Marie Michèle Desrosiers: la voix et l’esprit de Noël

Marc-Yvan Coulombe / BabillArt Montréal

Le temps des Fêtes est arrivé! Marie Michèle Desrosiers et le pianiste Stéphane Aubin, entourés de 14 musiciens, ont en quelque sorte lancé les festivités, en ce dimanche après-midi, au Théâtre Maisonneuve de la Place des Arts.

Imaginez! Des mélodies chargées d’émotion, dont La marche des rois et Trois anges sont venus ce soir, offertes avec le charisme et le savoir-faire d’une interprète qui est allée jusqu’à Prague et Moscou pour graver deux disques marquants de chansons de Noël!

Durant environ deux heures incluant un entracte, la joie, la générosité et la bienveillance enveloppent le doux et lumineux spectacle Un piano pour Noël, où résonne le riche héritage du regretté compositeur et arrangeur André Gagnon.

Stéphane Aubin et Marie Michèle Desrosiers en tournée avec le spectacle Un piano pour Noël

Stéphane Aubin est sans doute celui qui s’est le plus impliqué, au fil des ans, pour faire revivre la musique d’André Gagnon. On lui doit, entre autres, le spectacle «Les Quatre Saisons d’André Gagnon», survolant de grands moments de la carrière du célèbre musicien de Saint-Pacôme.

Cette fois-ci, Aubin joue des pièces de l’album Noël d’André Gagnon, un véritable classique du temps des Fêtes au Québec. De cet opus, enregistré en 1992 avec l’Orchestre philarmonique de Prague, on aura droit, notamment, à La Ronde des bergers, Bel astre que j’adore et Have Yourself a Merry Little Christmas. En constant dialogue, le piano et l’orchestre à cordes brillent, à travers la sonorisation limpide de Simon Bellefleur.

Puis, Marie Michèle, tout sourire, fait son entrée. Enjouée, la dame de 75 ans nous entraîne d’abord dans La marche des rois, un chant d’origine provençal, qu’elle a enregistré avec L’Orchestre symphonique tchèque, en 1996, sous la supervision d’André Gagnon.

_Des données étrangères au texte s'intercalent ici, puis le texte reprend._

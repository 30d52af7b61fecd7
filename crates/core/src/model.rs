// SPDX-License-Identifier: MIT
// Copyright (c) 2026 Alfred Jean LLC

//! The report model consumed by rendering.
//!
//! A [`ReportModel`] is built once per audience from [`ReportInputs`]. All
//! derived values (unique defects, unique keys and the two search links) are
//! computed in the constructor and never change afterwards.

use serde::Serialize;
use std::collections::{BTreeMap, BTreeSet};

use crate::category::{
    is_invalid_category, ordered_category_names, CategoryKind, CategoryMapping, ErrorFacet,
    INVALID_BY_FIX_VERSION, INVALID_BY_STATUS,
};
use crate::error::{Error, Result};
use crate::issue::{Audience, CommitEntry, ReleaseInfo, ReportIssueEntry};
use crate::merge::{merge, unique_defects, unique_keys};
use crate::query::{by_keys_link, by_raw_filter_link};
use crate::status_index::InvalidStatusIndex;

static NO_ISSUES: BTreeSet<ReportIssueEntry> = BTreeSet::new();

/// Configuration values the model depends on.
#[derive(Debug, Clone, PartialEq, Eq, Serialize)]
pub struct ReportSettings {
    /// Issue-tracker base URL, e.g. `https://jira.example.com`.
    pub jira_url: String,
    /// Raw JQL filter selecting the known issues.
    pub known_issues_filter: Option<String>,
    pub fix_versions: BTreeSet<String>,
}

impl ReportSettings {
    pub fn new(jira_url: String) -> Self {
        ReportSettings {
            jira_url,
            known_issues_filter: None,
            fix_versions: BTreeSet::new(),
        }
    }

    /// Sets the known-issues filter (builder pattern).
    pub fn with_known_issues_filter(mut self, filter: Option<String>) -> Self {
        self.known_issues_filter = filter;
        self
    }

    /// Sets the fix versions (builder pattern).
    pub fn with_fix_versions(mut self, fix_versions: BTreeSet<String>) -> Self {
        self.fix_versions = fix_versions;
        self
    }
}

/// Everything a report model is built from.
#[derive(Debug, Clone)]
pub struct ReportInputs {
    /// Category names in categorizer order.
    pub category_names: Vec<String>,
    pub external: CategoryMapping,
    pub internal: CategoryMapping,
    /// Commits in the release range, in log order.
    pub commits: Vec<CommitEntry>,
    pub known_issues: BTreeSet<ReportIssueEntry>,
    pub release: ReleaseInfo,
    pub settings: ReportSettings,
    /// Error messages from data collection, by facet. Absent means no error.
    pub errors: BTreeMap<ErrorFacet, String>,
}

impl ReportInputs {
    pub fn builder() -> ReportInputsBuilder {
        ReportInputsBuilder::default()
    }
}

/// Collects [`ReportInputs`] piece by piece.
///
/// [`build`](Self::build) reports every missing field at once. The internal
/// mapping is optional and defaults to empty.
#[derive(Debug, Clone, Default)]
pub struct ReportInputsBuilder {
    category_names: Option<Vec<String>>,
    external: Option<CategoryMapping>,
    internal: Option<CategoryMapping>,
    commits: Option<Vec<CommitEntry>>,
    known_issues: Option<BTreeSet<ReportIssueEntry>>,
    release: Option<ReleaseInfo>,
    settings: Option<ReportSettings>,
    errors: Option<BTreeMap<ErrorFacet, String>>,
}

impl ReportInputsBuilder {
    pub fn category_names(mut self, names: Vec<String>) -> Self {
        self.category_names = Some(names);
        self
    }

    pub fn external(mut self, mapping: CategoryMapping) -> Self {
        self.external = Some(mapping);
        self
    }

    pub fn internal(mut self, mapping: CategoryMapping) -> Self {
        self.internal = Some(mapping);
        self
    }

    pub fn commits(mut self, commits: Vec<CommitEntry>) -> Self {
        self.commits = Some(commits);
        self
    }

    pub fn known_issues(mut self, known_issues: BTreeSet<ReportIssueEntry>) -> Self {
        self.known_issues = Some(known_issues);
        self
    }

    pub fn release(mut self, release: ReleaseInfo) -> Self {
        self.release = Some(release);
        self
    }

    pub fn settings(mut self, settings: ReportSettings) -> Self {
        self.settings = Some(settings);
        self
    }

    pub fn errors(mut self, errors: BTreeMap<ErrorFacet, String>) -> Self {
        self.errors = Some(errors);
        self
    }

    /// Returns the inputs, or [`Error::MissingInput`] naming every unset field.
    pub fn build(self) -> Result<ReportInputs> {
        let mut missing = Vec::new();
        let category_names = require(self.category_names, "category_names", &mut missing);
        let external = require(self.external, "external", &mut missing);
        let commits = require(self.commits, "commits", &mut missing);
        let known_issues = require(self.known_issues, "known_issues", &mut missing);
        let release = require(self.release, "release", &mut missing);
        let settings = require(self.settings, "settings", &mut missing);
        let errors = require(self.errors, "errors", &mut missing);

        match (
            category_names,
            external,
            commits,
            known_issues,
            release,
            settings,
            errors,
        ) {
            (
                Some(category_names),
                Some(external),
                Some(commits),
                Some(known_issues),
                Some(release),
                Some(settings),
                Some(errors),
            ) => Ok(ReportInputs {
                category_names,
                external,
                internal: self.internal.unwrap_or_default(),
                commits,
                known_issues,
                release,
                settings,
                errors,
            }),
            _ => Err(Error::MissingInput { fields: missing }),
        }
    }
}

fn require<T>(value: Option<T>, field: &'static str, missing: &mut Vec<&'static str>) -> Option<T> {
    if value.is_none() {
        missing.push(field);
    }
    value
}

/// Display-ready release notes data for one audience.
#[derive(Debug, Clone, Serialize)]
pub struct ReportModel {
    audience: Audience,
    category_names: Vec<String>,
    ordered_category_names: Vec<String>,
    external_issues_by_category: CategoryMapping,
    internal_issues_by_category: CategoryMapping,
    commits: Vec<CommitEntry>,
    known_issues: BTreeSet<ReportIssueEntry>,
    release: ReleaseInfo,
    settings: ReportSettings,
    errors: BTreeMap<ErrorFacet, String>,
    unique_defects: BTreeSet<String>,
    unique_keys: BTreeSet<String>,
    jql_link: String,
    known_issues_jql_link: String,
}

impl ReportModel {
    /// Builds the model, rejecting structurally wrong inputs.
    ///
    /// # Errors
    ///
    /// Returns [`Error::InvalidCategory`] if issues are filed under an
    /// error-only key or an empty name, and [`Error::InvalidInput`] for an
    /// empty tracker URL or issue key.
    pub fn new(audience: Audience, inputs: ReportInputs) -> Result<Self> {
        if inputs.settings.jira_url.trim().is_empty() {
            return Err(Error::InvalidInput("issue tracker URL is empty".to_string()));
        }
        validate_mapping(&inputs.external, Audience::External)?;
        validate_mapping(&inputs.internal, Audience::Internal)?;
        if let Some(entry) = inputs.known_issues.iter().find(|e| e.key().trim().is_empty()) {
            return Err(Error::InvalidInput(format!(
                "known issue with empty key (status '{}')",
                entry.status
            )));
        }

        let category_names = dedup_in_order(inputs.category_names);
        let commits = dedup_in_order(inputs.commits);

        let unique_defects = unique_defects(&inputs.external, &inputs.internal, &commits);
        let unique_keys = unique_keys(&merge(&inputs.external, &inputs.internal));
        let jql_link = by_keys_link(&inputs.settings.jira_url, &unique_keys);
        let known_issues_jql_link = by_raw_filter_link(
            &inputs.settings.jira_url,
            inputs.settings.known_issues_filter.as_deref(),
        );

        tracing::debug!(
            %audience,
            categories = category_names.len(),
            keys = unique_keys.len(),
            defects = unique_defects.len(),
            "built report model"
        );

        Ok(ReportModel {
            audience,
            ordered_category_names: ordered_category_names(&category_names),
            category_names,
            external_issues_by_category: inputs.external,
            internal_issues_by_category: inputs.internal,
            commits,
            known_issues: inputs.known_issues,
            release: inputs.release,
            settings: inputs.settings,
            errors: inputs.errors,
            unique_defects,
            unique_keys,
            jql_link,
            known_issues_jql_link,
        })
    }

    pub fn audience(&self) -> Audience {
        self.audience
    }

    /// Category names in categorizer order.
    pub fn category_names(&self) -> &[String] {
        &self.category_names
    }

    /// Category names in display order: pseudo-categories first.
    pub fn ordered_category_names(&self) -> &[String] {
        &self.ordered_category_names
    }

    /// The issue mapping of one audience.
    pub fn issues(&self, audience: Audience) -> &CategoryMapping {
        match audience {
            Audience::External => &self.external_issues_by_category,
            Audience::Internal => &self.internal_issues_by_category,
        }
    }

    /// Issues of one audience in `category`; empty if there are none.
    pub fn issues_by_category(&self, audience: Audience, category: &str) -> &BTreeSet<ReportIssueEntry> {
        self.issues(audience).get(category).unwrap_or(&NO_ISSUES)
    }

    /// Number of issues of one audience in `category`.
    ///
    /// Never fails: unknown categories and error-only keys count as 0.
    pub fn count_by_category(&self, audience: Audience, category: &str) -> usize {
        if CategoryKind::from_name(category).is_error_only() {
            tracing::warn!(category, "error-only key is not an issue category, counting 0");
            return 0;
        }
        match self.issues(audience).get(category) {
            Some(entries) => entries.len(),
            None => {
                tracing::debug!(category, %audience, "no issues in category");
                0
            }
        }
    }

    /// Issues in `category` across both audiences.
    pub fn total_count_by_category(&self, category: &str) -> usize {
        self.count_by_category(Audience::External, category)
            .saturating_add(self.count_by_category(Audience::Internal, category))
    }

    /// Issues of one audience in the invalid pseudo-categories.
    pub fn invalid_count(&self, audience: Audience) -> usize {
        CategoryKind::INVALID
            .iter()
            .map(|kind| self.count_by_category(audience, kind.title()))
            .fold(0, usize::saturating_add)
    }

    pub fn total_invalid_count(&self) -> usize {
        self.invalid_count(Audience::External)
            .saturating_add(self.invalid_count(Audience::Internal))
    }

    pub fn is_invalid_category(&self, category: &str) -> bool {
        is_invalid_category(category)
    }

    pub fn invalid_by_status_category_name(&self) -> &'static str {
        INVALID_BY_STATUS
    }

    pub fn invalid_by_fix_version_category_name(&self) -> &'static str {
        INVALID_BY_FIX_VERSION
    }

    /// Invalid-by-status issues of one audience, indexed by status.
    pub fn invalid_status_index(&self, audience: Audience) -> InvalidStatusIndex<'_> {
        InvalidStatusIndex::new(self.issues_by_category(audience, INVALID_BY_STATUS))
    }

    /// Invalid-by-status issues of both audiences, indexed by status.
    pub fn invalid_status_index_union(&self) -> InvalidStatusIndex<'_> {
        InvalidStatusIndex::new(
            self.issues_by_category(Audience::External, INVALID_BY_STATUS)
                .iter()
                .chain(self.issues_by_category(Audience::Internal, INVALID_BY_STATUS)),
        )
    }

    pub fn commits(&self) -> &[CommitEntry] {
        &self.commits
    }

    pub fn known_issues(&self) -> &BTreeSet<ReportIssueEntry> {
        &self.known_issues
    }

    pub fn known_issues_filter(&self) -> Option<&str> {
        self.settings.known_issues_filter.as_deref()
    }

    pub fn release(&self) -> &ReleaseInfo {
        &self.release
    }

    pub fn settings(&self) -> &ReportSettings {
        &self.settings
    }

    pub fn fix_versions(&self) -> &BTreeSet<String> {
        &self.settings.fix_versions
    }

    /// Normalized defect ids from valid categories and commits, sorted.
    pub fn unique_defects(&self) -> &BTreeSet<String> {
        &self.unique_defects
    }

    /// Issue keys across all categories of both audiences, sorted.
    pub fn unique_keys(&self) -> &BTreeSet<String> {
        &self.unique_keys
    }

    /// Search link listing every issue in the report.
    pub fn jql_link(&self) -> &str {
        &self.jql_link
    }

    /// Search link for the configured known-issues filter.
    pub fn known_issues_jql_link(&self) -> &str {
        &self.known_issues_jql_link
    }

    pub fn errors(&self) -> &BTreeMap<ErrorFacet, String> {
        &self.errors
    }

    pub fn error_message(&self, facet: ErrorFacet) -> Option<&str> {
        self.errors.get(&facet).map(String::as_str)
    }

    pub fn known_issues_error(&self) -> Option<&str> {
        self.error_message(ErrorFacet::KnownIssue)
    }

    pub fn fix_version_error(&self) -> Option<&str> {
        self.error_message(ErrorFacet::FixVersion)
    }

    pub fn generic_error(&self) -> Option<&str> {
        self.error_message(ErrorFacet::Generic)
    }
}

/// Rejects issue sets filed under names that can never hold issues.
fn validate_mapping(mapping: &CategoryMapping, audience: Audience) -> Result<()> {
    for (name, entries) in mapping {
        let reason = if name.trim().is_empty() {
            Some("category name is empty")
        } else if CategoryKind::from_name(name).is_error_only() {
            Some("name is reserved for error messages")
        } else {
            None
        };
        if let Some(reason) = reason {
            return Err(Error::InvalidCategory {
                name: name.clone(),
                audience: audience.to_string(),
                reason: reason.to_string(),
            });
        }
        if entries.iter().any(|e| e.key().trim().is_empty()) {
            return Err(Error::InvalidInput(format!(
                "issue with empty key in {audience} category '{name}'"
            )));
        }
    }
    Ok(())
}

/// Drops repeated values, keeping the first occurrence of each.
fn dedup_in_order<T: Ord + Clone>(items: Vec<T>) -> Vec<T> {
    let mut seen = BTreeSet::new();
    items
        .into_iter()
        .filter(|item| seen.insert(item.clone()))
        .collect()
}

#[cfg(test)]
#[path = "model_tests.rs"]
mod tests;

Interprète sensible, elle sait raconter! Entre autres, elle nous donne l’impression que nous sommes avec elle Dans le silence de la nuit, tous attendris devant «L’Enfant des enfants, le plus beau». Frissons!

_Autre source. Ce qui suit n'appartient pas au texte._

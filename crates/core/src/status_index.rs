// SPDX-License-Identifier: MIT
// Copyright (c) 2026 Alfred Jean LLC

//! Index of invalid-by-status issues by their status value.

use std::collections::BTreeSet;

use crate::issue::ReportIssueEntry;

/// Groups the entries of the `InvalidByStatus` pseudo-category by status.
///
/// An index over no entries answers every query with an empty set.
#[derive(Debug, Clone, Default)]
pub struct InvalidStatusIndex<'a> {
    entries: BTreeSet<&'a ReportIssueEntry>,
}

impl<'a> InvalidStatusIndex<'a> {
    pub fn new<I>(entries: I) -> Self
    where
        I: IntoIterator<Item = &'a ReportIssueEntry>,
    {
        InvalidStatusIndex {
            entries: entries.into_iter().collect(),
        }
    }

    /// Distinct status values, with case as stored.
    pub fn statuses_present(&self) -> BTreeSet<&'a str> {
        self.entries.iter().map(|e| e.status.as_str()).collect()
    }

    /// Entries whose status matches `status`, ignoring case.
    pub fn entries_by_status(&self, status: &str) -> BTreeSet<&'a ReportIssueEntry> {
        let wanted = status.to_lowercase();
        self.entries
            .iter()
            .copied()
            .filter(|e| e.status.to_lowercase() == wanted)
            .collect()
    }

    pub fn len(&self) -> usize {
        self.entries.len()
    }

    pub fn is_empty(&self) -> bool {
        self.entries.is_empty()
    }
}

#[cfg(test)]
#[path = "status_index_tests.rs"]
mod tests;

Suivront: L’enfant au tambour, puis, Mes joies quotidiennes, une version française d’un tube de La Mélodie du bonheur qui figure sur son disque où elle chante avec le Choeur de l’Armée rouge, dans la capitale russe, en 2002.

Charlebois, Vigneault, Clémence et Ferland

Après l’entracte, le pianiste fait honneur à Marie-Noël. Cette mélodie emblématique de Robert Charlebois et Claude Gauthier se déploie au son de L’Air sur la corde de sol de Bach, dans un ingénieux arrangement de Stéphane Aubin.

Le public enthousiaste redécouvre ensuite Mon pays et La danse à St-Dilon, deux piliers du répertoire de Vigneault, arrangés dans le style baroque par André Gagnon.

La nostalgie et l’émotion atteignent un nouveau sommet avec Neiges, la pièce titre de l’album phare de celui qui nous a quitté, à l’âge de 84 ans, il y a déjà cinq ans.

Les années passent, mais les sentiments profonds demeurent, semble nous dire Marie Michèle, avec son majestueux Noël blanc. Plongée dans ses souvenirs d’enfance, elle enchaîne avec La patinoire, un texte touchant que lui a écrit Clémence DesRochers et devinez qui a fait la musique? André Gagnon, bien sûr!

Poursuivant son émouvant voyage dans le temps, la septuagénaire salue le regretté Ferland avec Je reviens chez nous, sur un rythme à vous faire onduler des épaules.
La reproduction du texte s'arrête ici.